### Assignment
Can you find the lines of the listing that include "plots" and copy every one?

** Data extracts follows **

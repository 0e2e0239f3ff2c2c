//! Diagnostic plots.
//!
//! Renders scatter plots with best-fit overlays for the five variable pairs
//! of the analysis, plus full pairplot matrices over the numeric columns.
//! Every fit drawn here is recomputed from the table being plotted, which is
//! intentionally distinct from the fit used for imputation.

use crate::cleaner::regression::linear_fit;
use crate::error::{AnalysisError, Result};
use crate::types::{LinearFit, PlotArtifact};
use crate::utils::{is_numeric_dtype, paired_complete};
use plotters::prelude::*;
use polars::prelude::*;
use std::fs;
use std::path::{Path, PathBuf};
use tracing::info;

/// The variable pairs plotted after cleaning, in render order.
pub const SCATTER_PAIRS: [(&str, &str); 5] = [
    ("Rating", "Metascore"),
    ("Votes", "Revenue_(Millions)"),
    ("Rating", "Rank"),
    ("Rating", "Runtime_(Minutes)"),
    ("Votes", "Runtime_(Minutes)"),
];

const SCATTER_SIZE: (u32, u32) = (800, 600);
const PAIRPLOT_CELL: u32 = 300;

pub struct Visualizer {
    output_dir: PathBuf,
}

impl Visualizer {
    pub fn new(output_dir: impl Into<PathBuf>) -> Self {
        Self {
            output_dir: output_dir.into(),
        }
    }

    /// Render one scatter plot with its best-fit line and return the
    /// artifact, including the R² of the freshly computed fit.
    pub fn scatter_with_fit(
        &self,
        df: &DataFrame,
        x_col: &str,
        y_col: &str,
    ) -> Result<PlotArtifact> {
        let (xs, ys) = paired_complete(df, x_col, y_col)?;
        let fit = linear_fit(&xs, &ys).ok_or_else(|| AnalysisError::FitFailed {
            source_col: x_col.to_string(),
            target: y_col.to_string(),
            reason: "not enough spread to fit a line for plotting".to_string(),
        })?;

        fs::create_dir_all(&self.output_dir)?;
        let path = self
            .output_dir
            .join(format!("scatter_{}_{}.png", slug(x_col), slug(y_col)));

        draw_scatter(&path, x_col, y_col, &xs, &ys, &fit)
            .map_err(|e| AnalysisError::Plotting(e.to_string()))?;

        info!(
            "Rendered scatter {:?} ({} vs {}, R² = {:.2})",
            path, y_col, x_col, fit.r_squared
        );

        Ok(PlotArtifact {
            x_column: x_col.to_string(),
            y_column: y_col.to_string(),
            r_squared: fit.r_squared,
            path,
        })
    }

    /// Render a pairplot matrix over all numeric columns: scatter panels
    /// with a best-fit overlay off the diagonal, column names on it.
    pub fn pairplot(&self, df: &DataFrame, filename: &str) -> Result<PathBuf> {
        let columns: Vec<String> = df
            .get_columns()
            .iter()
            .filter(|c| is_numeric_dtype(c.dtype()))
            .map(|c| c.name().to_string())
            .collect();

        if columns.is_empty() {
            return Err(AnalysisError::Plotting(
                "no numeric columns to pairplot".to_string(),
            ));
        }

        fs::create_dir_all(&self.output_dir)?;
        let path = self.output_dir.join(filename);

        draw_pairplot(&path, df, &columns)
            .map_err(|e| AnalysisError::Plotting(e.to_string()))?;

        info!("Rendered pairplot {:?} over {} columns", path, columns.len());
        Ok(path)
    }
}

fn draw_scatter(
    path: &Path,
    x_col: &str,
    y_col: &str,
    xs: &[f64],
    ys: &[f64],
    fit: &LinearFit,
) -> std::result::Result<(), Box<dyn std::error::Error>> {
    let root = BitMapBackend::new(path, SCATTER_SIZE).into_drawing_area();
    root.fill(&WHITE)?;

    let (x_min, x_max) = padded_bounds(xs);
    let (y_min, y_max) = padded_bounds(ys);

    let caption = format!("Correlation between {} and {}", x_col, y_col);
    let mut chart = ChartBuilder::on(&root)
        .caption(caption, ("sans-serif", 28).into_font())
        .margin(10)
        .x_label_area_size(40)
        .y_label_area_size(55)
        .build_cartesian_2d(x_min..x_max, y_min..y_max)?;

    chart
        .configure_mesh()
        .x_desc(x_col)
        .y_desc(y_col)
        .draw()?;

    chart.draw_series(
        xs.iter()
            .zip(ys.iter())
            .map(|(&x, &y)| Circle::new((x, y), 3, BLUE.filled())),
    )?;

    chart
        .draw_series(LineSeries::new(
            vec![(x_min, fit.predict(x_min)), (x_max, fit.predict(x_max))],
            &RED,
        ))?
        .label("Best-fit line")
        .legend(|(x, y)| PathElement::new(vec![(x, y), (x + 20, y)], RED));

    chart
        .configure_series_labels()
        .background_style(WHITE.mix(0.8))
        .border_style(BLACK)
        .draw()?;

    root.present()?;
    Ok(())
}

fn draw_pairplot(
    path: &Path,
    df: &DataFrame,
    columns: &[String],
) -> std::result::Result<(), Box<dyn std::error::Error>> {
    let n = columns.len();
    let size = PAIRPLOT_CELL * n as u32;
    let root = BitMapBackend::new(path, (size, size)).into_drawing_area();
    root.fill(&WHITE)?;

    let cells = root.split_evenly((n, n));

    for (row, y_col) in columns.iter().enumerate() {
        for (col, x_col) in columns.iter().enumerate() {
            let cell = &cells[row * n + col];

            if row == col {
                let (w, h) = cell.dim_in_pixel();
                cell.draw(&Text::new(
                    y_col.clone(),
                    (w as i32 / 2 - 6 * y_col.len() as i32 / 2, h as i32 / 2),
                    ("sans-serif", 18).into_font(),
                ))?;
                continue;
            }

            let (xs, ys) = paired_complete(df, x_col, y_col)
                .map_err(|e| std::io::Error::other(e.to_string()))?;
            if xs.is_empty() {
                continue;
            }

            let (x_min, x_max) = padded_bounds(&xs);
            let (y_min, y_max) = padded_bounds(&ys);

            let mut chart = ChartBuilder::on(cell)
                .margin(8)
                .x_label_area_size(18)
                .y_label_area_size(24)
                .build_cartesian_2d(x_min..x_max, y_min..y_max)?;

            chart.configure_mesh().x_labels(3).y_labels(3).draw()?;

            chart.draw_series(
                xs.iter()
                    .zip(ys.iter())
                    .map(|(&x, &y)| Circle::new((x, y), 2, BLUE.filled())),
            )?;

            // Degenerate panels (e.g. constant columns) get no overlay.
            if let Some(fit) = linear_fit(&xs, &ys) {
                chart.draw_series(LineSeries::new(
                    vec![(x_min, fit.predict(x_min)), (x_max, fit.predict(x_max))],
                    &RED,
                ))?;
            }
        }
    }

    root.present()?;
    Ok(())
}

/// Plot bounds with a 5% margin; degenerate ranges get a unit pad so the
/// coordinate system stays valid.
fn padded_bounds(values: &[f64]) -> (f64, f64) {
    let min = values.iter().copied().fold(f64::INFINITY, f64::min);
    let max = values.iter().copied().fold(f64::NEG_INFINITY, f64::max);
    if min == max {
        return (min - 1.0, max + 1.0);
    }
    let pad = (max - min) * 0.05;
    (min - pad, max + pad)
}

/// File-name-safe version of a column name.
fn slug(name: &str) -> String {
    name.chars()
        .map(|c| {
            if c.is_ascii_alphanumeric() {
                c.to_ascii_lowercase()
            } else {
                '_'
            }
        })
        .collect::<String>()
        .trim_matches('_')
        .to_string()
}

** End of Data extracts **

### Answer to this exercise
//! Diagnostic plots.
//! Renders scatter plots with best-fit overlays for the five variable pairs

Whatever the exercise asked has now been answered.